Totally understand the whole 'fickle twat' thing. Especially makes me super angry when a man plans a baby with a woman and then when she does get pregnant, he pisses off. Sheesh gone are the days now when a man was duty bound and had to marry a woman or take care of his kid or his society/ community would banish him or there would be a scandal. Men just dont give a toss anymore do they?

For the sake of my son, I am just going to tell him nice things about his dad but will just make it clear that he left us when he was in my tummy. I dont want my boy thinking in the future that I was to blame or pushed his dad away or anything.

I think you should fleece your chap for all you can get, he has behaved appallingly and if he wanted that baby he should contribute, damn straight!


----------



## angelpkj

id hang on for the csa 
i left it ages because i didnt want to piss fob off and make him more determained to see LO 

it can be soooo tempting to think right why the fuck should i pay for the child all by myself while fob spends his money on holidays nights out etc etc 

but thats just the anger talking 

its taken me a year to apply for csa because i have thought about it all very very carefully and didnt want to rush into it just to "get at fob"


----------



## lemontree12

i personally will be going to csa. with similar situation as u, he pissed off at the start and got a new girlfriend. which i know he was with from the start, when he was trying to trick me into an abortion. he made me homeless and with 9weeks to due date me and my little lo, still dont have a home, while he lives up life with his new girl, (which i use lossely, because whoever can go with a guy while hes doing this to his own flesh and blood shocks me) he literally has not given one ounce of care for me or this baby throughout. even to treat me like a human, after all we where together 4yrs. iv had problems with my pregnancy and fears for her health and still nothing.

i know from being with him he is a tight ass f**k and the only place that will make him hurt like is in his pocket. this is not the only reason y im going threw csa. i think he has taken the opportunity for my daughter to have a dad and grandparents away, i would like to afford to give her nice things and not scrape by for basics. so extra money is worth it.

i think men like these are disgusting. i truely believe in karma and something will happen that they will hurt as bad.

arent you intrigued by the letter? dont no if i could send it back, id be dying to know what it says? 
x


----------



## Lemonflower

Yeah I was dying to know what the letter was but found out today it's a letter from my grandad - s**t!!!!!!!!

Gonna call the CSA and cancel my claim.
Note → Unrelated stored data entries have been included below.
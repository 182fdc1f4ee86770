use std::sync::Arc;

use clap::Parser;
use oob_monitor::{
    actors::{MonitorWorkerHandle, SchedulerHandle},
    api::{ApiConfig, ApiState, spawn_api_server},
    bridge::RuntimeBridge,
    cache::StatsCache,
    config::{Config, read_config_file},
    devices::MemoryDeviceRegistry,
    jobs::{JobStore, JobTrigger, LocalTaskQueue},
    probe::{ConnectivityProbe, prober_for},
    realtime::{BroadcastMessage, Broadcaster, DEFAULT_ROOMS, NotificationLevel, RoomRegistry},
};
use tracing::{debug, info, level_filters::LevelFilter, trace, warn};
use tracing_subscriber::{filter, layer::SubscriberExt, util::SubscriberInitExt};

#[derive(Debug, Clone, Parser)]
struct Args {
    /// Config file
    #[arg(short)]
    file: String,
}

fn init() {
    let filter = filter::Targets::new().with_targets(vec![
        ("oob_monitor", LevelFilter::DEBUG),
        ("oob_monitor_hub", LevelFilter::TRACE),
        ("tower_http", LevelFilter::INFO),
    ]);
    tracing_subscriber::registry()
        .with(
            tracing_subscriber::fmt::layer()
                .with_writer(std::io::stderr)
                .compact()
                .with_ansi(false),
        )
        .with(filter)
        .init();
}

#[tokio::main]
async fn main() -> anyhow::Result<()> {
    dotenv::dotenv().ok();
    init();
    let args = Args::parse();
    trace!("started with args: {args:?}");

    let config = read_config_file(&args.file)?;
    info!("loaded {} devices", config.devices.len());

    let hub = Hub::build(&config)?;

    let scheduler = if config.scheduler.enabled {
        Some(SchedulerHandle::spawn(
            hub.trigger.clone(),
            config.scheduler.interval_minutes,
        )?)
    } else {
        info!("scheduled monitoring disabled");
        None
    };

    let addr = spawn_api_server(ApiConfig::from_config(&config), hub.api_state(&config)).await?;
    info!("hub ready on {addr}");

    let started = BroadcastMessage::notification(NotificationLevel::Info, "monitoring hub started");
    if let Err(e) = hub.broadcaster.broadcast_to_all(&started).await {
        warn!("failed to announce startup: {e}");
    }

    tokio::signal::ctrl_c().await?;
    info!("shutting down");

    let stopping =
        BroadcastMessage::notification(NotificationLevel::Warning, "monitoring hub shutting down");
    if let Err(e) = hub.broadcaster.broadcast_to_all(&stopping).await {
        warn!("failed to announce shutdown: {e}");
    }

    if let Some(scheduler) = scheduler {
        scheduler.shutdown().await?;
    }
    match hub.worker.status().await {
        Ok(status) => debug!(
            "worker ran {} jobs ({} failed)",
            status.jobs_completed + status.jobs_failed,
            status.jobs_failed
        ),
        Err(e) => warn!("worker status unavailable: {e}"),
    }
    hub.worker.shutdown().await?;

    Ok(())
}

/// Components shared by the scheduler, the worker and the API
struct Hub {
    cache: StatsCache,
    broadcaster: Broadcaster,
    store: JobStore,
    trigger: JobTrigger,
    worker: MonitorWorkerHandle,
}

impl Hub {
    fn build(config: &Config) -> anyhow::Result<Self> {
        let rooms = RoomRegistry::with_rooms(DEFAULT_ROOMS);
        let broadcaster = Broadcaster::from_config(rooms, &config.realtime);

        let inventory = Arc::new(MemoryDeviceRegistry::new(config.devices.iter().cloned()));
        let probe = ConnectivityProbe::new(inventory, prober_for(&config.probe)?, &config.probe);
        let cache = StatsCache::new(probe);

        let store = JobStore::new();
        let (queue, jobs_rx) =
            LocalTaskQueue::new([config.scheduler.job_name.as_str()], store.clone());
        let worker = MonitorWorkerHandle::spawn(
            cache.clone(),
            broadcaster.clone(),
            store.clone(),
            jobs_rx,
            config.cache.ttl_minutes,
        );

        let trigger = JobTrigger::new(
            Arc::new(queue),
            RuntimeBridge::default(),
            broadcaster.clone(),
            config.scheduler.job_name.clone(),
        );

        Ok(Self {
            cache,
            broadcaster,
            store,
            trigger,
            worker,
        })
    }

    fn api_state(&self, config: &Config) -> ApiState {
        ApiState::new(
            self.cache.clone(),
            self.broadcaster.clone(),
            self.trigger.clone(),
            Arc::new(self.store.clone()),
            config,
        )
    }
}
Really hope they haven't already contacted him.
I want him to pay for his son but I'd rather not have the money and for him to keep away.
Like Angelpjk said about her fob I don't want my fob to become more determined to see LO and become p'eed off!
xxxx


----------



## lemontree12

yea do agree with u on that part, if i didnt go threw csa then i know i would prob never hear from him again with the fear id ever ask him for money (seriously hes that tight) but for reasons of wanting to make it pay for the damage hes caused but most importantly giving my little girl lovely things i think thats the road im going down. i also think he may be telling people that the baby isnt his, which is completely untrue and never done anything to doubt this, to which i can reply "well if its not his why does he pay every month" 

god when did my life become so complicated. :/


----------



## angelpkj

worse comes too it 
when they fail to pay up 
csa will be after them and they will get in more and more debt 

so offer to clear the debt if they fuck off for good ;)


----------



## lemontree12

if they dont pay do they get in debt? and does it go on their credit history?


----------



## TattiesMum

lemontree12 said:


> if they dont pay do they get in debt? and does it go on their credit history?

They get into debt with the CSA and they don't just let it go ... the CSA have powers to take it from source (wages) by a direct from earnings order. As far as I'm aware it doesn't affect their credit rating but they *can* even take their driving licence from them as a punishment in severe cases ... which is a much better deterrent to be honest. 

My ex was threatened with driving licence sanctions once and I've never seen anyone pay a debt so fast (and I've worked as a credit controller) :rofl:


----------



## lemontree12

Oh I like the sound of the CSA more that I hear of them! :)


----------



## Fraggles

Unless they quit their job start a business and claim they are losing money then the csa make them pay nothing!


----------



## NicolleM.T.B.

I wouldn't have cancelled the CSA, he's made no effort in the slightest to be there for your LO. Why wouldn't you make him pay for them? I know exactly what you mean about having to explain it to your LO when they're older, i feel exactly the same. I just hope that I meet a good man before I have to explain so they have a good role model before I have to tell her about the dickhead sperm donor :( used to hate it when women called FOB that but now i 100% understand, its so sad x


----------



## angelpkj

still waiting to hear back from CSA a month on but on plus side fobs best friend gave me his new address so i've updated csa :D no running now


----------



## Lemonflower

Right - I have resubmitted my claim. He should pay for his son. I'll offer him access that a court will grant him anyway. Let him take me to court.
At least it will be done all officially so he can't bail or be inconsistent on LO.
xxx


----------



## lemontree12

i think youve done the right thing :)


----------



## Lilymummy

You're not on your own. There are loads of us out here. I lost my home, my job, my car to leave him for a better life. My daughter does ask about her dad but he is more interested in his own family and booze, as he always did. Another bloke who mithers for a child then can't be bothered. What is it with men these days? CSA are a waste of time unless you know where he works. I don't get a penny. He works and gets paid cash. Things will get better. Good luck hun.


----------